Proprio nel Mezzogiorno D’Alema e i dalemiani nel corso degli ultimi venti anni hanno più di altri contribuito alla formazione di una sinistra di governo lungo una linea che ha sostituito il rapporto con il lavoro a quello con il sistema delle imprese, in un quadro di modernizzazione della realtà meridionale in cui non si è disdegnato l’uso della leva clientelare come principale fattore di costruzione del consenso.
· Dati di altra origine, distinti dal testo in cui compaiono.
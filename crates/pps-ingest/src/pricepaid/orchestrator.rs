//! Ingestion orchestrator
//!
//! Coordinates one end-to-end ingestion attempt:
//! download → hash comparison → (short-circuit | enrich → export → record).
//! There is no partial-success model inside an attempt: either the dataset
//! is enriched, exported and marked complete, or nothing durable claims it
//! was. Errors are not caught here; the scheduler owns the decision to
//! carry on or stop.

use anyhow::Result;
use tokio_util::sync::CancellationToken;
use tracing::info;

use pps_common::hashing::content_hash;

use super::download::DatasetSource;
use super::enrich::RowEnricher;
use super::export::{self, ExportKind};
use super::models::{DatasetSelector, IngestOutcome};
use super::store::DatasetStore;
use crate::geo::{GeoCache, PostcodeStore};
use crate::storage::ObjectStore;

/// Owns the lifecycle of single ingestion attempts
pub struct IngestionOrchestrator<O, S> {
    source: DatasetSource,
    store: DatasetStore<O>,
    postcodes: S,
    export_kind: ExportKind,
}

impl<O, S> IngestionOrchestrator<O, S>
where
    O: ObjectStore,
    S: PostcodeStore + Clone,
{
    pub fn new(
        source: DatasetSource,
        store: DatasetStore<O>,
        postcodes: S,
        export_kind: ExportKind,
    ) -> Self {
        Self {
            source,
            store,
            postcodes,
            export_kind,
        }
    }

    /// Run one ingestion attempt end to end.
    pub async fn run(
        &self,
        selector: DatasetSelector,
        cancel: &CancellationToken,
    ) -> Result<IngestOutcome> {
        let payload = self.source.download(selector).await?;

        let hash = content_hash(&payload);
        let ingested = self.store.ingested_hashes().await?;

        if ingested.contains(&hash) {
            info!(hash = %hash, "Dataset already ingested, nothing to do");
            return Ok(IngestOutcome::NothingToDo { hash });
        }

        info!(
            hash = %hash,
            known_datasets = ingested.len(),
            "New dataset detected, starting enrichment"
        );

        // A fresh cache per attempt: entries live for the run, keyed by the
        // raw postcode strings of this snapshot.
        let cache = GeoCache::new(self.postcodes.clone());
        let enricher = RowEnricher::new(&cache);
        let enriched = enricher.enrich(&payload, cancel).await?;
        let rows = enriched.len();

        let format = self.export_kind.format();
        let chunks = export::export_chunks(format, &enriched)?;

        info!(
            hash = %hash,
            rows,
            chunks = chunks.len(),
            extension = format.extension(),
            "Export complete, writing chunks"
        );

        // All chunk writes complete before the marker claims the dataset.
        self.store
            .write_chunks(&hash, chunks, format.extension())
            .await?;
        self.store.write_marker(&hash).await?;

        info!(hash = %hash, rows, "Ingestion completed");

        Ok(IngestOutcome::Completed { hash, rows })
    }
}
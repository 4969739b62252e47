//! Row enrichment
//!
//! Transforms the raw dataset payload into enriched transactions. The whole
//! payload is parsed eagerly (a monthly snapshot fits in memory), then geo
//! resolution fans out in bounded concurrent batches so that peak in-flight
//! postcode lookups stay capped while network latency still overlaps within
//! a batch. Output order matches input order exactly.

use std::collections::HashSet;

use anyhow::{bail, Result};
use futures::future::join_all;
use tokio_util::sync::CancellationToken;
use tracing::info;

use super::models::EnrichedTransaction;
use super::parser;
use crate::geo::{GeoCache, PostcodeStore};

/// Rows resolved concurrently per batch
pub const ENRICH_BATCH_SIZE: usize = 500;

/// Progress is logged every this many processed rows
const PROGRESS_INTERVAL: usize = 5_000;

/// Batch-wise geo enrichment over a [`GeoCache`]
pub struct RowEnricher<'a, S> {
    geo: &'a GeoCache<S>,
    batch_size: usize,
}

impl<'a, S: PostcodeStore> RowEnricher<'a, S> {
    pub fn new(geo: &'a GeoCache<S>) -> Self {
        Self {
            geo,
            batch_size: ENRICH_BATCH_SIZE,
        }
    }

    /// Override the batch size (smaller batches in tests)
    pub fn with_batch_size(mut self, batch_size: usize) -> Self {
        self.batch_size = batch_size.max(1);
        self
    }

    /// Parse the payload and resolve a geo point per row.
    ///
    /// A malformed row fails the whole call before any lookup is made.
    /// Cancellation is observed between batches; a cancelled call returns
    /// an error without producing partial output.
    pub async fn enrich(
        &self,
        payload: &[u8],
        cancel: &CancellationToken,
    ) -> Result<Vec<EnrichedTransaction>> {
        let transactions = parser::parse_transactions(payload)?;
        let total = transactions.len();

        let with_postcode = transactions
            .iter()
            .filter(|t| t.postcode.is_some())
            .count();
        let unique_postcodes = transactions
            .iter()
            .filter_map(|t| t.postcode.as_deref())
            .collect::<HashSet<_>>()
            .len();

        info!(
            rows = total,
            with_postcode,
            unique_postcodes,
            "Parsed dataset, starting geo enrichment"
        );

        let mut enriched = Vec::with_capacity(total);
        let mut rows = transactions.into_iter();

        loop {
            let batch: Vec<_> = rows.by_ref().take(self.batch_size).collect();
            if batch.is_empty() {
                break;
            }

            if cancel.is_cancelled() {
                bail!("ingestion cancelled during enrichment");
            }

            let geos = join_all(batch.iter().map(|t| async move {
                match t.postcode.as_deref() {
                    Some(postcode) => self.geo.lookup(postcode).await,
                    None => None,
                }
            }))
            .await;

            for (transaction, geo) in batch.into_iter().zip(geos) {
                enriched.push(EnrichedTransaction { transaction, geo });
            }

            if enriched.len() % PROGRESS_INTERVAL == 0 {
                info!(
                    remaining = total - enriched.len(),
                    with_postcode,
                    unique_postcodes,
                    "Enrichment progress"
                );
            }
        }

        Ok(enriched)
    }
}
Sono disposto a confrontarmi con tutti coloro che nel Partito democratico sono aperti a ristabilire quei rapporti a sinistra interrotti in nome della sciagurata autosufficienza veltroniana ma anche della ricerca di un asse preferenziale con l’Udc (a cui del resto i dalemiani mi sembrano particolarmente sensibili). Ma questo deve avvenire, a parer mio, nel quadro di una netta e esplicita discontinuità con il passato. Sono anche incline a discutere sul fatto se quelle scelte fossero inevitabili nella fase politica che si apriva ormai circa venti anni fa, senza troppo soffermarsi a distribuire torti e ragioni per l’esperienza che abbiamo alle spalle. Si tratta, invece, di capire effettivamente che così non si può andare avanti, che la crisi drammatica che sta di fronte a noi impone un rapporto con il lavoro la sua difesa e la ricostituzione della sua dignità, che è finalmente ora che la politica democratica diventi, soprattutto in Basilicata, momento di costruzione dell’autonomia della società civile e non del suo asservimento (come mi capitava di chiedere nella mia ultima relazione congressuale da segretario regionale del Pci nel lontano 1986), che si torni infine a una vera politica riformatrice.
Se questo non dovesse accadere (e sinceramente non ne vedo il segno nelle discussioni che stanno accompagnando la preparazione delle liste e delle candidature per le amministrative), se non si aprisse la stagione di quella “nuova coalizione democratica” che da tempo Decanter reclama, ci troveremmo di fronte a pure esercitazioni tattiche che l’opinione pubblica avrebbe ragione di ascrivere a vecchi vizi trasformistici.
Se si dovesse fallire il problema non è quello che persone come me e Schettini siano restituite a una condizione di marginalità, a quella di quegli “anarchici” di cui canta Leo Ferré. Per me del resto si tratterebbe di una riconciliazione con un poeta e un cantore tra i più cari della mia gioventù. La questione invece è che tutto questo sarebbe il segnale che sul versante democratico, cioè di coloro che sono gli eredi della Repubblica e dei suoi valori, si stenta a trovare un’alternativa all’offensiva autoritaria che viene dalla destra. Ed è questo che deve seriamente allarmarci anche in Basilicata.